Top of Records to use

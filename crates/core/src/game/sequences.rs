//! Scripted beats outside active play: jumpscare, Foxy fade, Puppet dance
//! and the 6 AM card, plus the player acknowledgment that leaves them.
//! This module exists to keep ending flow separate from the tick pass.
//! It does not touch agents or the night clock.

use super::*;
use crate::content::rules;

impl Game {
    pub(super) fn advance_sequence(&mut self, dt_ms: u64) {
        match self.session.phase {
            Phase::Jumpscare { agent, elapsed_ms } => {
                let elapsed_ms = elapsed_ms + dt_ms;
                if elapsed_ms >= self.timings.jumpscare_ms {
                    self.complete_jumpscare(agent);
                } else {
                    self.session.phase = Phase::Jumpscare { agent, elapsed_ms };
                }
            }
            Phase::PuppetDance { elapsed_ms } => {
                let elapsed_ms = elapsed_ms + dt_ms;
                if elapsed_ms >= self.timings.puppet_dance_ms {
                    self.begin_jumpscare(AgentId::Puppet);
                } else {
                    self.session.phase = Phase::PuppetDance { elapsed_ms };
                }
            }
            Phase::SixAm { elapsed_ms } => {
                let elapsed_ms = elapsed_ms + dt_ms;
                if elapsed_ms >= self.timings.six_am_ms {
                    self.finish_night();
                } else {
                    self.session.phase = Phase::SixAm { elapsed_ms };
                }
            }
            Phase::FoxySequence { elapsed_ms, mut line_played } => {
                let elapsed_ms = (elapsed_ms + dt_ms).min(self.timings.foxy_sequence_ms());
                if !line_played && elapsed_ms >= rules::FOXY_LINE_AT_MS {
                    line_played = true;
                    self.log.push(LogEvent::FoxyLine);
                }
                self.session.phase = Phase::FoxySequence { elapsed_ms, line_played };
            }
            Phase::Menu | Phase::Playing | Phase::Checking(_) | Phase::GameOver { .. } => {}
        }
    }

    /// Signal from the renderer that the current animation ended early.
    /// Without it, sequences run on their fallback durations.
    pub fn animation_finished(&mut self) {
        match self.session.phase {
            Phase::Jumpscare { agent, .. } => self.complete_jumpscare(agent),
            Phase::PuppetDance { .. } => self.begin_jumpscare(AgentId::Puppet),
            Phase::SixAm { .. } => self.finish_night(),
            Phase::FoxySequence { .. } => {
                let elapsed_ms = self.timings.foxy_sequence_ms();
                self.session.phase = Phase::FoxySequence { elapsed_ms, line_played: true };
            }
            Phase::Menu | Phase::Playing | Phase::Checking(_) | Phase::GameOver { .. } => {}
        }
    }

    /// The player dismissed an ending screen.
    pub fn acknowledge(&mut self) -> Result<(), GameError> {
        match self.session.phase {
            Phase::SixAm { .. } => self.finish_night(),
            Phase::GameOver { .. } | Phase::FoxySequence { .. } => self.return_to_menu(),
            _ => return Err(GameError::NothingToAcknowledge),
        }
        Ok(())
    }

    fn complete_jumpscare(&mut self, agent: AgentId) {
        let next = if agent == AgentId::WitheredFoxy {
            Phase::FoxySequence { elapsed_ms: 0, line_played: false }
        } else {
            Phase::GameOver { agent }
        };
        self.session.enter(next);
        self.log.push(LogEvent::NightLost { agent });
        info!(agent = %agent, night = self.session.night, "night lost");
    }

    /// Banks a won night. Custom nights never advance progress.
    fn finish_night(&mut self) {
        if !self.session.custom {
            self.session.progress.record_night_won(self.session.night);
            self.progress_dirty = true;
            info!(
                next_night = self.session.progress.current_night,
                custom_unlocked = self.session.progress.custom_unlocked,
                "progress advanced"
            );
        }
        self.return_to_menu();
    }

    fn return_to_menu(&mut self) {
        self.session.enter(Phase::Menu);
        self.log.push(LogEvent::ReturnedToMenu);
    }
}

Bottom of Records to use

**Exercise**
The answer must be an exact transcription of every record above.

**Your solution**
filename crates/core/src/game/sequences.rs
//! Scripted beats outside active play: jumpscare, Foxy fade, Puppet dance
//! and the 6 AM card, plus the player acknowledgment that leaves them.
//! This module exists to keep ending flow separate from the tick pass.
//! It does not touch agents or the night clock.

use super::*;
use crate::content::rules;

impl Game {
    pub(super) fn advance_sequence(&mut self, dt_ms: u64) {
        match self.session.phase {
            Phase::Jumpscare { agent, elapsed_ms } => {
                let elapsed_ms = elapsed_ms + dt_ms;
                if elapsed_ms >= self.timings.jumpscare_ms {
                    self.complete_jumpscare(agent);
                } else {
                    self.session.phase = Phase::Jumpscare { agent, elapsed_ms };
                }
            }
            Phase::PuppetDance { elapsed_ms } => {
                let elapsed_ms = elapsed_ms + dt_ms;
                if elapsed_ms >= self.timings.puppet_dance_ms {
                    self.begin_jumpscare(AgentId::Puppet);
                } else {
                    self.session.phase = Phase::PuppetDance { elapsed_ms };
                }
            }
            Phase::SixAm { elapsed_ms } => {
                let elapsed_ms = elapsed_ms + dt_ms;
                if elapsed_ms >= self.timings.six_am_ms {
                    self.finish_night();
                } else {
                    self.session.phase = Phase::SixAm { elapsed_ms };
                }
            }
            Phase::FoxySequence { elapsed_ms, mut line_played } => {
                let elapsed_ms = (elapsed_ms + dt_ms).min(self.timings.foxy_sequence_ms());
                if !line_played && elapsed_ms >= rules::FOXY_LINE_AT_MS {
                    line_played = true;
                    self.log.push(LogEvent::FoxyLine);
                }
                self.session.phase = Phase::FoxySequence { elapsed_ms, line_played };
            }
            Phase::Menu | Phase::Playing | Phase::Checking(_) | Phase::GameOver { .. } => {}
        }
    }

    /// Signal from the renderer that the current animation ended early.
    /// Without it, sequences run on their fallback durations.
    pub fn animation_finished(&mut self) {
        match self.session.phase {
            Phase::Jumpscare { agent, .. } => self.complete_jumpscare(agent),
            Phase::PuppetDance { .. } => self.begin_jumpscare(AgentId::Puppet),
            Phase::SixAm { .. } => self.finish_night(),
            Phase::FoxySequence { .. } => {
                let elapsed_ms = self.timings.foxy_sequence_ms();
                self.session.phase = Phase::FoxySequence { elapsed_ms, line_played: true };
            }
            Phase::Menu | Phase::Playing | Phase::Checking(_) | Phase::GameOver { .. } => {}
        }
    }

    /// The player dismissed an ending screen.
    pub fn acknowledge(&mut self) -> Result<(), GameError> {
        match self.session.phase {
            Phase::SixAm { .. } => self.finish_night(),
            Phase::GameOver { .. } | Phase::FoxySequence { .. } => self.return_to_menu(),
            _ => return Err(GameError::NothingToAcknowledge),
        }
        Ok(())
    }

    fn complete_jumpscare(&mut self, agent: AgentId) {
        let next = if agent == AgentId::WitheredFoxy {
            Phase::FoxySequence { elapsed_ms: 0, line_played: false }
        } else {
            Phase::GameOver { agent }
        };
        self.session.enter(next);
        self.log.push(LogEvent::NightLost { agent });
        info!(agent = %agent, night = self.session.night, "night lost");
    }

    /// Banks a won night. Custom nights never advance progress.
    fn finish_night(&mut self) {
        if !self.session.custom {
            self.session.progress.record_night_won(self.session.night);
            self.progress_dirty = true;
            info!(
                next_night = self.session.progress.current_night,
                custom_unlocked = self.session.progress.custom_unlocked,
                "progress advanced"
            );
        }
        self.return_to_menu();
    }

    fn return_to_menu(&mut self) {
        self.session.enter(Phase::Menu);
        self.log.push(LogEvent::ReturnedToMenu);
    }
}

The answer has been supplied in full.